Task brief: Where a line holds the word "parse", copy that line from the data below.

Dataset records:
================
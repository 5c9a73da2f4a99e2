//! 环境变量配置加载

use std::env;
use std::time::Duration;
use tracing::warn;

/// 用户查询来源
#[derive(Clone, Copy, Debug, PartialEq, Eq)]
pub enum UserSourceKind {
    /// AMFPHP 网关
    Gateway,
    /// 用户页面抓取
    Lookup,
}

impl UserSourceKind {
    pub fn from_str(s: &str) -> Option<Self> {
        match s.trim().to_lowercase().as_str() {
            "gateway" | "amfphp" => Some(Self::Gateway),
            "lookup" | "html" => Some(Self::Lookup),
            _ => None,
        }
    }
}

/// 环境配置
#[derive(Clone, Debug)]
pub struct EnvConfig {
    /// 服务监听端口
    pub port: u16,
    /// AMFPHP JSON 网关地址
    pub gateway_url: String,
    /// Neopets 站点地址（用户页面查询）
    pub neopets_host: String,
    /// Dress to Impress 地址
    pub impress_host: String,
    /// 用户查询来源
    pub user_source: UserSourceKind,
    /// 网关请求超时
    pub gateway_timeout: Duration,
    /// 转发到 Impress 的超时
    pub submit_timeout: Duration,
    /// 可用性检测配置
    pub ping: PingConfig,
}

/// 可用性检测配置
#[derive(Clone, Debug)]
pub struct PingConfig {
    pub url: String,
    pub interval: Duration,
    pub timeout: Duration,
}

impl EnvConfig {
    /// 从环境变量加载配置
    pub fn from_env() -> Self {
        let port = load_with_fallback("NEOPIA_PORT", "PORT")
            .and_then(|v| v.parse().ok())
            .unwrap_or(8888);

        let gateway_url = env::var("NEOPETS_GATEWAY_URL")
            .unwrap_or_else(|_| "http://www.neopets.com/amfphp/json.php".to_string());

        let neopets_host =
            env::var("NEOPETS_HOST").unwrap_or_else(|_| "http://www.neopets.com".to_string());

        let impress_host =
            env::var("IMPRESS_HOST").unwrap_or_else(|_| "https://impress.openneo.net".to_string());

        let user_source = match env::var("USER_SOURCE") {
            Ok(v) => UserSourceKind::from_str(&v).unwrap_or_else(|| {
                warn!(value = %v, "Unknown USER_SOURCE, falling back to gateway");
                UserSourceKind::Gateway
            }),
            Err(_) => UserSourceKind::Gateway,
        };

        let gateway_timeout = secs_from_env("GATEWAY_TIMEOUT_SECS", 15);
        let submit_timeout = secs_from_env("SUBMIT_TIMEOUT_SECS", 20);

        Self {
            port,
            gateway_url,
            neopets_host,
            impress_host,
            user_source,
            gateway_timeout,
            submit_timeout,
            ping: PingConfig::from_env(),
        }
    }
}

impl PingConfig {
    pub fn from_env() -> Self {
        let url = env::var("PING_URL").unwrap_or_else(|_| "http://www.neopets.com/".to_string());

        Self {
            url,
            interval: secs_from_env("PING_INTERVAL_SECS", 60),
            timeout: secs_from_env("PING_TIMEOUT_SECS", 10),
        }
    }
}

/// 读取秒数，缺失或非法时使用默认值，最小 1 秒
fn secs_from_env(key: &str, default: u64) -> Duration {
    let secs = env::var(key)
        .ok()
        .and_then(|v| v.parse().ok())
        .unwrap_or(default);
    at_least_one_second(Duration::from_secs(secs))
}

/// 间隔和超时不能为 0
pub fn at_least_one_second(duration: Duration) -> Duration {
    duration.max(Duration::from_secs(1))
}

/// 加载环境变量，支持 fallback
fn load_with_fallback(primary: &str, fallback: &str) -> Option<String> {
    env::var(primary).ok().or_else(|| env::var(fallback).ok())
}

/// 常量
pub mod constants {
    /// 提交队列容量
    pub const SUBMISSION_QUEUE_CAPACITY: usize = 32;

    /// 宠物装扮缓存时间（秒）
    pub const CUSTOMIZATION_MAX_AGE_SECS: u64 = 5 * 60;

    /// 用户信息缓存时间（秒）
    pub const USER_MAX_AGE_SECS: u64 = 60 * 60;

    /// 版本号
    pub const VERSION: &str = env!("CARGO_PKG_VERSION");
}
================
Written response:
            .and_then(|v| v.parse().ok())
        .and_then(|v| v.parse().ok())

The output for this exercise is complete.